When confronted, Trump lied and said his business dealings are those of a private company dealing with foreign private companies. But the meaning of "private company," in the various one-party and authoritarian states where he does business, is fuzzy at best, when the leader and his family and cronies own almost everything of value. What is clear is that countries that have been friendly to his business ventures have gotten U.S. government goodies that normal private businesses can't give. Vietnam got tariff relief. Qatar got access to advanced computer chips that Joe Biden banned them from having. Saudi Arabia got the latest U.S. fighter jets that it has desired for years. Trump also said he made his money due to the rising stock market. That is completely false. His assets are largely in crypto and real estate, not stocks. The market has not treated his flagship stock, DJT, well, as shown here:
As you can see, DJT's predecessor, DWAC, opened at $94.20 on Oct 18, 2021, dropped down, then soared to $101.87 on Feb. 28, 2022 after Trump's Truth Social app rolled out on Apple's App Store. Yesterday DJT closed at $7.89, meaning anyone who bought it during the frenzy in Feb. 2022 has lost over 90% of their investment. Of course, Trump didn't lose anything since he didn't pay for the stock. He got it for free, so whatever little it is worth is still pure profit.

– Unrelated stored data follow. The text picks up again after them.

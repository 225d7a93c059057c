use anyhow::Result;
use clap::{Arg, ArgGroup, Command};
use std::path::PathBuf;
use tracing::{error, info};

use video_transcriber::{Config, Transcriber};

#[tokio::main]
async fn main() -> Result<()> {
    let matches = Command::new("video-transcriber")
        .version("0.1.0")
        .about("Batch-transcribe video recordings to timestamped text")
        .arg(
            Arg::new("file")
                .short('f')
                .long("file")
                .value_name("PATH")
                .help("Transcribe exactly one video file"),
        )
        .arg(
            Arg::new("all")
                .short('a')
                .long("all")
                .help("Scan the root directory and transcribe every unprocessed recording")
                .action(clap::ArgAction::SetTrue),
        )
        .group(ArgGroup::new("mode").args(["file", "all"]).required(true))
        .arg(
            Arg::new("root")
                .short('r')
                .long("root")
                .value_name("DIR")
                .help("Directory scanned in batch mode (overrides configuration)"),
        )
        .arg(
            Arg::new("workers")
                .short('w')
                .long("workers")
                .value_name("NUM")
                .help("Batch worker pool size (overrides configuration)"),
        )
        .arg(
            Arg::new("verbose")
                .short('v')
                .long("verbose")
                .help("Enable verbose logging")
                .action(clap::ArgAction::SetTrue),
        )
        .get_matches();

    // Initialize logging
    if matches.get_flag("verbose") {
        tracing_subscriber::fmt().with_env_filter("debug").init();
    } else {
        tracing_subscriber::fmt().with_env_filter("info").init();
    }

    // Load configuration and apply CLI overrides
    let mut config = Config::load();
    if let Some(root) = matches.get_one::<String>("root") {
        config.root_dir = PathBuf::from(root);
    }
    if let Some(workers) = matches.get_one::<String>("workers") {
        config.workers = workers.parse()?;
    }
    config.validate()?;

    let transcriber = Transcriber::new(config.clone());

    if let Some(file) = matches.get_one::<String>("file") {
        let input = PathBuf::from(file);
        if !input.is_file() {
            anyhow::bail!("Input file does not exist: {}", input.display());
        }

        let output = transcriber.transcribe_file(&input).await?;
        info!("🎉 Done: {}", output.display());
        return Ok(());
    }

    // Batch mode
    if !config.root_dir.is_dir() {
        anyhow::bail!("Root directory does not exist: {}", config.root_dir.display());
    }

    info!("🚀 Scanning {} for unprocessed recordings", config.root_dir.display());
    let report = transcriber.transcribe_all().await?;

    info!(
        "🎉 Batch complete: {} total, {} succeeded, {} failed",
        report.total, report.succeeded, report.failed
    );
    for outcome in report.outcomes.iter().filter(|o| !o.succeeded()) {
        error!(
            "{}: {}",
            outcome.input.display(),
            outcome.error.as_deref().unwrap_or("unknown error")
        );
    }

    if report.failed > 0 {
        std::process::exit(1);
    }

    Ok(())
}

Trump will not be punished in any way while he is president for violating both the domestic and foreign emoluments clauses of the Constitution. What about afterwards? It is hard to say. The Supreme Court's grant of immunity is probably not germane here, since running businesses on the side and taking gifts from foreign powers is not part of the constitutional duties of a president. Also, as far as we know, there are no specific laws banning taking emoluments, so Trump can't be charged with violating one or more federal laws, because there aren't any relevant laws. Congress could pass some such laws, but they wouldn't apply to transactions done before they were passed. There might be grounds for civil suits, but who would have standing to sue?
Also noteworthy is that J.D. Vance pulled in over $7 million last year, from book royalties, investments, and his venture capital firm. This is the most wealthy executive duo in modern times. (V)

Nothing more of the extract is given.